Duterte: Talk of COVID vaccine booster shots ‘a selfish act’, amid uneven distribution of doses


Posted at Sep 22 2021 06:44 AM | Updated as of Sep 22 2021 08:30 AM

President Rodrigo Duterte brought up the unequal global distribution of COVID-19 vaccine doses during the United Nations General Assembly on Wednesday, saying poor nations have suffered because of what he called "a man-made drought of vaccines."

Duterte also assailed any discussion about booster shots in advanced economies and called it "a selfish act", as many countries struggled to acquire doses to even fully immunize their population.

"Rich countries hoard life-saving vaccine, while poor nations wait for trickles," the President said.

"The now talk of booster shots while developing countries consider half doses just to get by — this is shocking beyond belief and must be condemned for what it is, a selfish act that can neither be justified rationally or morally."

Duterte also "strongly urged privileged partners" in the international community to back the COVAX vaccine-sharing facility.

"The plain fact is this pandemic will not end unless the virus is defeated everywhere," he said.

The Philippines is fighting one of Asia's worst coronavirus outbreaks, with infections crossing 2.4 million on Tuesday and overall deaths topped 37,000.

Government aims to inoculate 70 percent of the country's 109 people before the year ends to achieve herd immunity and safely reopen the economy. At least 18.5 million people have been fully vaccinated so far. 

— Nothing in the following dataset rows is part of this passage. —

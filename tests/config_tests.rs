//! Configuration and profile loading

use gitlab_mcp::catalog::{CatalogMetadata, Entity, GateValues, SchemaMode};
use gitlab_mcp::config::{
    LogFormat, ProfileKind, ProfileSet, TransportMode, build_policy, load_config,
    load_config_from_str, load_config_with_env,
};
use gitlab_mcp::error::ConfigError;
use gitlab_mcp::tools::RegistryManager;
use serial_test::serial;
use std::collections::HashMap;
use std::io::Write;
use tempfile::NamedTempFile;

const FULL_CONFIG: &str = r#"
[server]
name = "gitlab-mcp-test"
transport = "http"
host = "0.0.0.0"
port = 9000

[gitlab]
url = "https://gitlab.company.com/api/v4"
token = "glpat-test"
timeout_ms = 7500
skip_tls_verify = true

[tools]
read_only = false
allowed_tools = ["browse_projects", "browse_refs"]
denied_tools_regex = "^manage_"
schema_mode = "flat"
profile = "developer"

[logging]
level = "debug"
format = "json"
"#;

#[test]
fn test_full_config() {
    let config = load_config_from_str(FULL_CONFIG).unwrap();

    assert_eq!(config.server.transport, TransportMode::Http);
    assert_eq!(config.server.port, 9000);
    assert_eq!(config.gitlab.instance_url(), "https://gitlab.company.com");
    assert_eq!(config.gitlab.api_url(), "https://gitlab.company.com/api/v4");
    assert_eq!(
        config.gitlab.graphql_url(),
        "https://gitlab.company.com/api/graphql"
    );
    assert_eq!(config.gitlab.timeout_ms, 7500);
    assert!(config.gitlab.skip_tls_verify);
    assert_eq!(config.tools.allowed_tools.len(), 2);
    assert_eq!(config.tools.schema_mode, SchemaMode::Flat);
    assert_eq!(config.tools.profile.as_deref(), Some("developer"));
    assert_eq!(config.logging.format, LogFormat::Json);
}

#[test]
fn test_defaults() {
    let config = load_config_from_str("").unwrap();

    assert_eq!(config.server.transport, TransportMode::Stdio);
    assert_eq!(config.gitlab.api_url(), "https://gitlab.com/api/v4");
    assert_eq!(config.gitlab.timeout_ms, 20_000);
    assert!(!config.tools.read_only);
    assert!(config.tools.tier.is_none());
    assert_eq!(config.tools.schema_mode, SchemaMode::Discriminated);
}

#[test]
fn test_config_file_then_env() {
    let mut file = NamedTempFile::new().unwrap();
    writeln!(file, "[gitlab]\nurl = \"https://from-file.example.com\"\ntimeout_ms = 1000").unwrap();
    let path = file.path().to_str().unwrap().to_string();

    let from_file = load_config_with_env(Some(&path), HashMap::new()).unwrap();
    assert_eq!(from_file.gitlab.url, "https://from-file.example.com");

    let env = HashMap::from([
        ("GITLAB_API_URL".to_string(), "https://from-env.example.com".to_string()),
        ("GITLAB_MCP__SERVER__PORT".to_string(), "4000".to_string()),
    ]);
    let overridden = load_config_with_env(Some(&path), env).unwrap();
    assert_eq!(overridden.gitlab.url, "https://from-env.example.com");
    assert_eq!(overridden.gitlab.timeout_ms, 1000);
    assert_eq!(overridden.server.port, 4000);
}

#[test]
fn test_invalid_timeout_env() {
    let env = HashMap::from([("GITLAB_API_TIMEOUT_MS".to_string(), "soon".to_string())]);
    let err = load_config_with_env(None, env).unwrap_err();
    assert!(err.to_string().contains("GITLAB_API_TIMEOUT_MS"));
}

#[test]
#[serial]
fn test_process_environment() {
    unsafe {
        std::env::set_var("GITLAB_READONLY", "yes");
        std::env::set_var("GITLAB_ALLOWED_TOOLS", "browse_projects,get_users");
    }

    let result = load_config(None);

    unsafe {
        std::env::remove_var("GITLAB_READONLY");
        std::env::remove_var("GITLAB_ALLOWED_TOOLS");
    }

    let config = result.unwrap();
    assert!(config.tools.read_only);
    assert_eq!(config.tools.allowed_tools, vec!["browse_projects", "get_users"]);
}

#[test]
fn test_profiles_file() {
    let mut file = NamedTempFile::new().unwrap();
    write!(
        file,
        r#"
[profiles.ci]
description = "CI bot"
extends = "readonly"
denied_actions = ["browse_files:download"]

[profiles.ci.features]
variables = false
"#
    )
    .unwrap();

    let set = ProfileSet::load(Some(file.path().to_str().unwrap())).unwrap();
    assert_eq!(set.profile_names().collect::<Vec<_>>(), vec!["ci"]);

    let (kind, ci) = set.resolve("ci").unwrap();
    assert_eq!(kind, ProfileKind::Profile);
    assert_eq!(ci.read_only, Some(true));
    assert_eq!(ci.description.as_deref(), Some("CI bot"));

    let policy = build_policy(
        &load_config_from_str("").unwrap().tools,
        Some(&ci),
        GateValues::default(),
        None,
    );
    let manager = RegistryManager::new(policy);
    let names: Vec<&str> = manager
        .filtered_tool_definitions()
        .iter()
        .map(|t| t.name)
        .collect();

    assert!(names.contains(&"browse_projects"));
    assert!(!names.contains(&"browse_variables"));
    assert!(!names.contains(&"manage_milestone"));
    assert!(
        manager
            .policy()
            .is_action_denied("browse_files", "download")
    );
}

#[test]
fn test_missing_explicit_profiles_file() {
    let result = ProfileSet::load(Some("/nonexistent/profiles.toml"));
    assert!(matches!(result, Err(ConfigError::Load(_))));
}

#[test]
fn test_env_gate_overrides_profile_feature() {
    let (_, developer) = ProfileSet::builtin().unwrap().resolve("developer").unwrap();
    let gates = GateValues::from_pairs([("USE_WEBHOOKS", "true")]);
    let policy = build_policy(
        &load_config_from_str("").unwrap().tools,
        Some(&developer),
        gates,
        None,
    );
    let meta = CatalogMetadata::empty();

    assert!(policy.gate_open("list_webhooks", Entity::Webhooks, &meta));
    assert!(!policy.gate_open("list_integrations", Entity::Integrations, &meta));
}
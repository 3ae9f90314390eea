//! MCP protocol surface

pub mod handler;

pub use handler::{GitLabMcpHandler, to_mcp_result};
//! Release tools

use crate::catalog::Entity;
use crate::error::ToolError;
use crate::gitlab::GitLabClient;
use crate::tools::EntityRegistry;
use crate::tools::definitions::core::insert_opt;
use crate::tools::executor::{ToolContext, ToolExecutor, ToolOutput};
use crate::util::QueryBuilder;
use async_trait::async_trait;
use gitlab_mcp_macros::gitlab_tool;
use schemars::JsonSchema;
use serde::{Deserialize, Serialize};
use serde_json::{Value, json};

/// Read project releases
#[gitlab_tool(
    name = "browse_releases",
    description = "List releases of a project or get one release by tag name",
    entity = "releases"
)]
#[serde(tag = "action", rename_all = "snake_case")]
pub enum BrowseReleases {
    /// List releases, newest first
    #[action(read)]
    List {
        project_id: String,
        /// released_at or created_at
        #[serde(default)]
        order_by: Option<String>,
        #[serde(default)]
        per_page: Option<u32>,
        #[serde(default)]
        page: Option<u32>,
    },
    /// Get a release by tag
    #[action(read)]
    Get { project_id: String, tag_name: String },
}

#[async_trait]
impl ToolExecutor for BrowseReleases {
    async fn execute(&self, ctx: &ToolContext) -> Result<ToolOutput, ToolError> {
        let endpoint = match self {
            Self::List {
                project_id,
                order_by,
                per_page,
                page,
            } => {
                let query = QueryBuilder::new()
                    .optional("order_by", order_by.as_deref())
                    .optional("per_page", per_page.map(|p| p.min(100)))
                    .optional("page", *page)
                    .build();
                format!(
                    "/projects/{}/releases{}",
                    GitLabClient::encode_path(project_id),
                    query
                )
            }
            Self::Get {
                project_id,
                tag_name,
            } => release_path(project_id, tag_name),
        };

        let result: Value = ctx.gitlab.get(&endpoint).await?;
        ToolOutput::json_value(result)
    }
}

/// An asset link attached to a release
#[derive(Debug, Clone, Serialize, Deserialize, JsonSchema)]
pub struct ReleaseLinkInput {
    pub name: String,
    pub url: String,
    /// other, runbook, image or package
    #[serde(default, skip_serializing_if = "Option::is_none")]
    pub link_type: Option<String>,
}

/// Create, update and delete releases and their asset links
#[gitlab_tool(
    name = "manage_release",
    description = "Create, update or delete project releases and manage their asset links",
    entity = "releases"
)]
#[serde(tag = "action", rename_all = "snake_case")]
pub enum ManageRelease {
    /// Create a release for a tag (the tag is created from `ref` if missing)
    #[action(write)]
    Create {
        project_id: String,
        tag_name: String,
        #[serde(default)]
        name: Option<String>,
        #[serde(default)]
        description: Option<String>,
        /// Commit SHA or branch used when the tag does not exist yet
        #[serde(default, rename = "ref")]
        ref_name: Option<String>,
        #[serde(default)]
        milestones: Vec<String>,
        #[serde(default)]
        links: Vec<ReleaseLinkInput>,
    },
    /// Update a release
    #[action(write)]
    Update {
        project_id: String,
        tag_name: String,
        #[serde(default)]
        name: Option<String>,
        #[serde(default)]
        description: Option<String>,
        #[serde(default)]
        milestones: Option<Vec<String>>,
    },
    /// Delete a release (the tag is kept)
    #[action(delete)]
    Delete { project_id: String, tag_name: String },
    /// Add an asset link
    #[action(write)]
    CreateLink {
        project_id: String,
        tag_name: String,
        /// Link title
        name: String,
        url: String,
        /// other, runbook, image or package
        #[serde(default)]
        link_type: Option<String>,
    },
    /// Remove an asset link
    #[action(delete)]
    DeleteLink {
        project_id: String,
        tag_name: String,
        link_id: u64,
    },
}

#[async_trait]
impl ToolExecutor for ManageRelease {
    async fn execute(&self, ctx: &ToolContext) -> Result<ToolOutput, ToolError> {
        let result: Value = match self {
            Self::Create {
                project_id,
                tag_name,
                name,
                description,
                ref_name,
                milestones,
                links,
            } => {
                let mut body = json!({ "tag_name": tag_name });
                insert_opt(&mut body, "name", name.as_deref());
                insert_opt(&mut body, "description", description.as_deref());
                insert_opt(&mut body, "ref", ref_name.as_deref());
                if !milestones.is_empty() {
                    body["milestones"] = json!(milestones);
                }
                if !links.is_empty() {
                    body["assets"] = json!({ "links": links });
                }
                let endpoint = format!(
                    "/projects/{}/releases",
                    GitLabClient::encode_path(project_id)
                );
                ctx.gitlab.post(&endpoint, &body).await?
            }
            Self::Update {
                project_id,
                tag_name,
                name,
                description,
                milestones,
            } => {
                let mut body = json!({});
                insert_opt(&mut body, "name", name.as_deref());
                insert_opt(&mut body, "description", description.as_deref());
                insert_opt(&mut body, "milestones", milestones.as_ref());
                ctx.gitlab
                    .put(&release_path(project_id, tag_name), &body)
                    .await?
            }
            Self::Delete {
                project_id,
                tag_name,
            } => ctx.gitlab.delete(&release_path(project_id, tag_name)).await?,
            Self::CreateLink {
                project_id,
                tag_name,
                name,
                url,
                link_type,
            } => {
                let link = ReleaseLinkInput {
                    name: name.clone(),
                    url: url.clone(),
                    link_type: link_type.clone(),
                };
                let endpoint = format!("{}/assets/links", release_path(project_id, tag_name));
                ctx.gitlab.post(&endpoint, &link).await?
            }
            Self::DeleteLink {
                project_id,
                tag_name,
                link_id,
            } => {
                let endpoint = format!(
                    "{}/assets/links/{}",
                    release_path(project_id, tag_name),
                    link_id
                );
                ctx.gitlab.delete(&endpoint).await?
            }
        };

        ToolOutput::json_value(result)
    }
}

fn release_path(project_id: &str, tag_name: &str) -> String {
    format!(
        "/projects/{}/releases/{}",
        GitLabClient::encode_path(project_id),
        GitLabClient::encode_path(tag_name)
    )
}

pub fn registry() -> EntityRegistry {
    let mut registry = EntityRegistry::new(Entity::Releases);
    registry
        .register::<BrowseReleases>()
        .register::<ManageRelease>();
    registry
}

#[cfg(test)]
mod tests {
    use super::*;

    #[test]
    fn test_release_path_encodes_tag() {
        assert_eq!(
            release_path("group/app", "v1.0/rc"),
            "/projects/group%2Fapp/releases/v1.0%2Frc"
        );
    }

    #[test]
    fn test_create_link_fields() {
        let tool: ManageRelease = serde_json::from_value(json!({
            "action": "create_link",
            "project_id": "1",
            "tag_name": "v1",
            "name": "binary",
            "url": "https://example.com/bin"
        }))
        .unwrap();
        match tool {
            ManageRelease::CreateLink { name, link_type, .. } => {
                assert_eq!(name, "binary");
                assert!(link_type.is_none());
            }
            other => panic!("unexpected {:?}", other),
        }
    }
}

China's Sinovac vaccine makes up about half of around 64.9 million COVID-19 shots that the Philippines has received so far. 

The total includes 15.8 million jabs from COVAX, which pledged to cover 20 percent of Filipinos, according to a Reuters tally. 

Philippine authorities have yet to approve the use of booster shots, following calls for vaccine top-ups for health workers. 

The World Health Organization earlier this month urged countries to "hold back" on booster shots as experts have yet to see "any evidence" that an additional vaccine dose could prevent breakthrough infections.